In his state of the nation speech, Zuma is expected to explain that the government may take longer to deliver on its promises because it was constrained by South Africa‘s first recession in 17 years, said Duarte.

“What will have to happen is an understanding that during a recessionary time there is a slight difference. That we might as a ruling party have to mediate and talk about all of us taking responsibility that the recession doesn’t deepen,” said Duarte.

The economy has been hard hit by global woes, with recession in developed countries slashing demand for South Africa‘s minerals and manufactured goods.

Nevertheless, Zuma faces mounting pressure to deliver on pledges to ease corruption, one of the world’s highest rates of violent crime, and an AIDS epidemic, and create jobs. Unions may not give him much time.

COSATU has been flexing its muscles, fighting the listing of mobile phone group Vodacom. It objected to the company going public because it forms part of a deal that gives UK-based Vodafone control of the company and would lead to job losses.

Meanwhile, the National Metalworkers Union of SA is threatening to stage mass strikes if the country’s central bank does not change its policies and carry out deeper interest rate cuts.

“If matters are not resolved we will have mass rolling action,” General-Secretary Irvin Jim told a news conference.

NUMSA, which says it has more than 260,000 members and is one of the three biggest unions in South Africa, staged a protest at the Reserve Bank on May 27 to demand a deep interest rate cut. Jim said at the news conference that “we will be at all” the meetings of the bank’s Monetary Policy Committee.

Meanwhile, the Sunday Tribune has reported that the ANC wants to “reprioritise” promises in its election manifesto, adding party secretary-general Gwede Mantashe even warns against the word “promises”.

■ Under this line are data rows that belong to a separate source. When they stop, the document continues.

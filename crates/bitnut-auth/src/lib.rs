//! API credentials and request signing for the Bitnut exchange
//!
//! Bitnut authenticates private REST calls with two headers:
//!
//! - `BU-ACCESS-KEY`: the raw API key
//! - `BU-ACCESS-SIGN`: base64 of HMAC-SHA256 over the form-encoded request body,
//!   keyed by the secret key
//!
//! This crate owns the credential pair and the signature computation. Request
//! assembly lives in `bitnut-rest`.
//!
//! # Example
//!
//! ```no_run
//! use bitnut_auth::Credentials;
//!
//! fn main() -> Result<(), Box<dyn std::error::Error>> {
//!     let creds = Credentials::from_env()?;
//!     let signature = creds.sign("coin=BTC")?;
//!     println!("{}: {}", creds.api_key(), signature);
//!     Ok(())
//! }
//! ```

mod credentials;
mod error;

pub use credentials::{Credentials, API_KEY_ENV, SECRET_KEY_ENV};
pub use error::{AuthError, AuthResult};
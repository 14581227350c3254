//! REST API client for the Bitnut cryptocurrency exchange
//!
//! This crate provides a REST client for trading on Bitnut, covering market
//! data, account balances and order management.
//!
//! # Features
//!
//! - **Market Data**: Server time, order book depth, 24h tickers
//! - **Account**: Coin balances
//! - **Trading**: Place, query, list and cancel orders
//!
//! # Authentication
//!
//! Signed endpoints carry a `timestamp` query parameter and an HMAC-SHA256
//! signature of the form body. Timestamps are corrected by a clock offset
//! that the caller refreshes with [`BitnutClient::sync_clock_offset`].
//!
//! # Example
//!
//! ```no_run
//! use bitnut_rest::{BitnutClient, Credentials, OrderRequest, Side};
//! use rust_decimal::Decimal;
//!
//! #[tokio::main]
//! async fn main() -> Result<(), Box<dyn std::error::Error>> {
//!     // Public endpoints (no auth required)
//!     let client = BitnutClient::new()?;
//!     let depth = client.get_depth("BTCUSDT", Some(5)).await?;
//!     println!("Best bid: {:?}", depth.best_bid());
//!
//!     // Private endpoints (auth required)
//!     let auth_client = BitnutClient::with_credentials(Credentials::from_env()?)?;
//!     auth_client.sync_clock_offset().await?;
//!
//!     let (quantity, price) = (Decimal::new(1, 3), Decimal::new(25_000, 0));
//!     let order = OrderRequest::limit("BTCUSDT", Side::Buy, quantity, price);
//!     let ids = auth_client.create_order(&order).await?;
//!     println!("Placed: {:?}", ids);
//!
//!     Ok(())
//! }
//! ```
//!
//! # Request Options and Cancellation
//!
//! Endpoint groups accept [`RequestOption`]s, which run against each request
//! before signing, and a [`CancellationToken`] that aborts in-flight calls.
//!
//! This layer does not retry and does not rate limit.

pub mod client;
pub mod clock;
pub mod endpoints;
pub mod error;
pub mod options;
pub mod params;
pub mod request;
pub mod transport;
pub mod types;

// Re-export main types
pub use bitnut_auth::Credentials;
pub use client::{BitnutClient, ClientConfig};
pub use clock::{Clock, SystemClock};
pub use error::{ApiError, RestError, RestResult};
pub use options::{FullUrlReceiver, RequestOption};
pub use params::Params;
pub use request::{Request, SecurityType, SignedRequest};
pub use tokio_util::sync::CancellationToken;
pub use transport::{HttpResponse, Transport};

// Re-export endpoint-specific types
pub use types::{
    // Market data
    Depth, SymbolTicker, TickerQuery,
    // Account
    Balance,
    // Trading
    Order, OrderListQuery, OrderLookup, OrderRequest, OrderStatus, OrderType, Side,
    // Responses
    Envelope, ResponseCode,
};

“These are commitments – everything we write in that manifesto we don’t write to win votes; we write because there is an intention to do all of them,” Mantashe said in an interview with the Tribune last week.

“When there is a recession like this, one of the things to expect is that you may have a bigger budget deficit. I’m not saying there should be recklessness,” he said.

But he tried to reassure voters. “I don’t think we should cut back (on commitments). We should reprioritise,” he said.

The ANC’s manifesto was based on five key priorities: creating decent jobs; access to education; an improved public health system; rural development and food security; and tackling crime and corruption.

But the ANC heard the practical implications of its programme when Zuma’s cabinet – after its lekgotla this week – briefed the party’s leadership.

Mantashe said the newly created planning commission, under Minister in the Presidency Trevor Manuel, would give the full picture of “what is practical under the circumstances”.

However, the ANC, which won a majority on a speedy delivery ticket, is facing massive expectations amid an unfavourable domestic and international economic climate.

Gross domestic product is not expected to grow by more than 4% in the next five years, and rising unemployment will affect tax collection, forcing the government to borrow, even though Deputy President Kgalema Motlanthe said after the G20 meeting the country would not beg from the International Monetary Fund.

The paper expects Zuma will Wednesday put on a brave face and still promise that his programme will not be derailed.

While still emphasising pro-poor policies, Zuma will take steps, unpopular with leftist allies, to try to stimulate demand and recovery.



These reportedly include stabilising the rand, retaining the macro- economic policy mix and not fiddling with monetary policy, including inflation targeting.